NBA: Czy Jeremy Sochan utrzyma miejsce w pierwszym składzie Spurs?
Za Jeremym Sochanem drugi rok w NBA – ten, który często jest najtrudniejszy. To drugi sezon pokazuje, czy młody zawodnik jest w stanie postawić kolejny krok, czy też odbije się od ściany. Drugi sezon Sochana był co do zasady optymistyczny. Jasne – eksperyment z naszym rodakiem w roli rozgrywającego delikatnie mówiąc nie wypalił, ale Jeremy był w stanie poprawić się strzelecko (24,6% do 30,8% za trzy), oraz dalej rozwijać się jako świetny obrońca.
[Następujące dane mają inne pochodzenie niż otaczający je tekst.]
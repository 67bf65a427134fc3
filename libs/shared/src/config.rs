use serde::{Deserialize, Serialize};

/// CineLoom 全体の設定
#[derive(Clone, Serialize, Deserialize)]
pub struct LoomConfig {
    /// HTTP サーバーの待ち受けアドレス
    pub bind_addr: String,
    /// アーティファクト保管ディレクトリ (projects/, assets/bgm/)
    pub data_dir: String,

    /// OpenAI 互換 API エンドポイント
    pub llm_api_url: String,
    /// LLM API キー
    pub llm_api_key: String,
    /// 剧本解析・分鏡生成に使うモデル名
    pub llm_model: String,
    /// LLM 呼び出しタイムアウト（秒）
    pub llm_timeout_secs: u64,

    /// 生成モード: "veo" (直行動画生成) | "local_sd" (画像生成+レンダリング)
    pub generation_mode: String,

    /// Veo 互換 文生視頻 API エンドポイント
    pub veo_api_url: String,
    /// Veo API キー
    pub veo_api_key: String,
    /// Veo モデル名
    pub veo_model: String,
    /// Veo HTTP タイムアウト（秒）
    pub veo_timeout_secs: u64,
    /// 完了待ちポーリングの上限（秒）
    pub veo_max_wait_secs: u64,
    /// ポーリング間隔（秒）。クライアント側で 3秒を下限として切り上げる。
    pub veo_poll_interval_secs: u64,
    /// プロバイダが受け付けるクリップ尺（秒）。現状 8秒固定の制約をそのまま持つ。
    pub veo_clip_secs: u32,

    /// Stable Diffusion WebUI API エンドポイント
    pub sd_api_url: String,
    /// SD HTTP タイムアウト（秒）
    pub sd_timeout_secs: u64,

    /// 公称解像度 (例: "1920x1080")。成果物メタデータにそのまま載る。
    pub resolution: String,
    /// レンダリング FPS
    pub fps: u32,
    /// 既定の BGM ファイル名 (assets/bgm/ 配下)
    pub default_bgm: String,

    /// 投稿テキストの最大長（文字数）
    pub max_text_length: usize,
    /// 1本あたりのショット数上限
    pub max_shots_per_video: usize,

    /// パイプラインワーカー数
    pub worker_count: usize,
    /// 投稿キューの容量。満杯時は即時 LineBusy を返す。
    pub queue_capacity: usize,
}

impl std::fmt::Debug for LoomConfig {
    fn fmt(&self, f: &mut std::fmt::Formatter<'_>) -> std::fmt::Result {
        f.debug_struct("LoomConfig")
            .field("bind_addr", &self.bind_addr)
            .field("data_dir", &self.data_dir)
            .field("llm_api_url", &self.llm_api_url)
            .field("llm_api_key", if self.llm_api_key.is_empty() { &"" } else { &"***" })
            .field("llm_model", &self.llm_model)
            .field("llm_timeout_secs", &self.llm_timeout_secs)
            .field("generation_mode", &self.generation_mode)
            .field("veo_api_url", &self.veo_api_url)
            .field("veo_api_key", if self.veo_api_key.is_empty() { &"" } else { &"***" })
            .field("veo_model", &self.veo_model)
            .field("veo_max_wait_secs", &self.veo_max_wait_secs)
            .field("veo_poll_interval_secs", &self.veo_poll_interval_secs)
            .field("veo_clip_secs", &self.veo_clip_secs)
            .field("sd_api_url", &self.sd_api_url)
            .field("resolution", &self.resolution)
            .field("fps", &self.fps)
            .field("default_bgm", &self.default_bgm)
            .field("max_text_length", &self.max_text_length)
            .field("max_shots_per_video", &self.max_shots_per_video)
            .field("worker_count", &self.worker_count)
            .field("queue_capacity", &self.queue_capacity)
            .finish()
    }
}

impl LoomConfig {
    /// 設定をファイルまたは環境変数から読み込む
    pub fn load() -> Result<Self, config::ConfigError> {
        let settings = config::Config::builder()
            .set_default("bind_addr", "0.0.0.0:8080")?
            .set_default("data_dir", "./data")?
            .set_default("llm_api_url", "https://api.openai.com/v1")?
            .set_default("llm_api_key", std::env::var("OPENAI_API_KEY").unwrap_or_default())?
            .set_default("llm_model", "gpt-4o-mini")?
            .set_default("llm_timeout_secs", 120)?
            .set_default("generation_mode", "local_sd")?
            .set_default("veo_api_url", "https://api.qnaigc.com/v1/video/generations")?
            .set_default("veo_api_key", std::env::var("VEO_API_KEY").unwrap_or_default())?
            .set_default("veo_model", "veo-3.0-fast")?
            .set_default("veo_timeout_secs", 60)?
            .set_default("veo_max_wait_secs", 600)?
            .set_default("veo_poll_interval_secs", 10)?
            .set_default("veo_clip_secs", 8)?
            .set_default("sd_api_url", "http://127.0.0.1:7860")?
            .set_default("sd_timeout_secs", 300)?
            .set_default("resolution", "1920x1080")?
            .set_default("fps", 30)?
            .set_default("default_bgm", "gentle.mp3")?
            .set_default("max_text_length", 5000)?
            .set_default("max_shots_per_video", 30)?
            .set_default("worker_count", 2)?
            .set_default("queue_capacity", 16)?
            // config.toml があれば読み込む
            .add_source(config::File::with_name("config").required(false))
            // 環境変数 (CINE_LOOM_*) があれば上書き
            .add_source(config::Environment::with_prefix("CINE_LOOM"))
            .build()?;

        settings.try_deserialize()
    }

    /// 公称解像度を (幅, 高さ) に分解する。解釈できない場合は 1920x1080。
    pub fn resolution_dims(&self) -> (u32, u32) {
        let mut parts = self.resolution.split('x');
        match (
            parts.next().and_then(|w| w.parse().ok()),
            parts.next().and_then(|h| h.parse().ok()),
        ) {
            (Some(w), Some(h)) => (w, h),
            _ => (1920, 1080),
        }
    }
}

#[cfg(test)]
mod tests {
    use super::*;
    use std::io::Write;

    #[test]
    fn test_config_load_defaults() {
        let config = LoomConfig::load().unwrap();
        assert_eq!(config.bind_addr, "0.0.0.0:8080");
        assert_eq!(config.generation_mode, "local_sd");
        assert_eq!(config.veo_clip_secs, 8);
        assert_eq!(config.max_text_length, 5000);
    }

    #[test]
    fn test_config_load_from_file() {
        // 一時的な config.toml を作成 (toml 拡張子を付加してフォーマットを認識させる)
        let mut file = tempfile::Builder::new()
            .suffix(".toml")
            .tempfile()
            .unwrap();
        writeln!(file, "bind_addr = \"127.0.0.1:9999\"").unwrap();
        writeln!(file, "data_dir = \"/tmp/loom\"").unwrap();
        writeln!(file, "llm_api_url = \"http://custom:11434/v1\"").unwrap();
        writeln!(file, "llm_api_key = \"k\"").unwrap();
        writeln!(file, "llm_model = \"custom-model\"").unwrap();
        writeln!(file, "llm_timeout_secs = 60").unwrap();
        writeln!(file, "generation_mode = \"veo\"").unwrap();
        writeln!(file, "veo_api_url = \"http://veo.local\"").unwrap();
        writeln!(file, "veo_api_key = \"k\"").unwrap();
        writeln!(file, "veo_model = \"veo-test\"").unwrap();
        writeln!(file, "veo_timeout_secs = 30").unwrap();
        writeln!(file, "veo_max_wait_secs = 120").unwrap();
        writeln!(file, "veo_poll_interval_secs = 10").unwrap();
        writeln!(file, "veo_clip_secs = 8").unwrap();
        writeln!(file, "sd_api_url = \"http://sd.local\"").unwrap();
        writeln!(file, "sd_timeout_secs = 120").unwrap();
        writeln!(file, "resolution = \"1280x720\"").unwrap();
        writeln!(file, "fps = 24").unwrap();
        writeln!(file, "default_bgm = \"calm.mp3\"").unwrap();
        writeln!(file, "max_text_length = 1000").unwrap();
        writeln!(file, "max_shots_per_video = 10").unwrap();
        writeln!(file, "worker_count = 1").unwrap();
        writeln!(file, "queue_capacity = 4").unwrap();

        let settings = config::Config::builder()
            .add_source(config::File::from(file.path()))
            .build()
            .unwrap();

        let config: LoomConfig = settings.try_deserialize().unwrap();
        assert_eq!(config.bind_addr, "127.0.0.1:9999");
        assert_eq!(config.generation_mode, "veo");
        assert_eq!(config.resolution_dims(), (1280, 720));
    }

    #[test]
    fn test_resolution_dims_fallback() {
        let mut config = LoomConfig::load().unwrap();
        config.resolution = "garbage".to_string();
        assert_eq!(config.resolution_dims(), (1920, 1080));
    }

    #[test]
    fn test_debug_masks_api_keys() {
        let mut config = LoomConfig::load().unwrap();
        config.llm_api_key = "sk-secret".to_string();
        let dump = format!("{:?}", config);
        assert!(!dump.contains("sk-secret"));
        assert!(dump.contains("***"));
    }
}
Przed kolejnym sezonem pojawiają się jednak pytania: Czy 21-letni Jeremy Sochan utrzyma miejsce w pierwszej piątce w rotacji trenera Gregga Popovicha?
Spośród 130 rozegranych jak dotąd meczów w NBA, Jeremy Sochan tylko 4 rozpoczął na ławce rezerwowych, co wynikało z powrotu do gry po kontuzji. W kolejnym sezonie o miejsce w piątce będzie ciężej. Po pierwsze, Spurs wzmocnili się pozyskaniem dwójki weteranów: Chrisa Paula i Harrisona Barnesa. Ten drugi gra na tej samej pozycji co Sochan, a trener Popovich bardzo cieszy się na obecność starszych zawodników. Przyznał to w rozmowie z Doris Burke i Markiem Jonesem z ESPN:
„Myślę, że Chris Paul będzie uczył wszystkich znacznie lepiej, niż ja uczyłem. Mieć jego i Harrisona Barnesa na tych etapach ich karier jest naprawdę wspaniałe dla młodzieży którą tu mamy.
– trener Gregg Popovich
Poza weteranami, do składu dołącza wybrany z 4. numerem w tegorocznym drafcie Steophon Castle. Młody, utalentowany zawodnik gra co prawda na innej pozycji niż Sochan (jest rozgrywający), ale jak nasz rodak jest wysokim, dobrym obrońcą z ciągiem na kosz i dość przeciętnym rzutem. Ich wspólna gra może przysporzyć zespołowi problemów ze spacingiem.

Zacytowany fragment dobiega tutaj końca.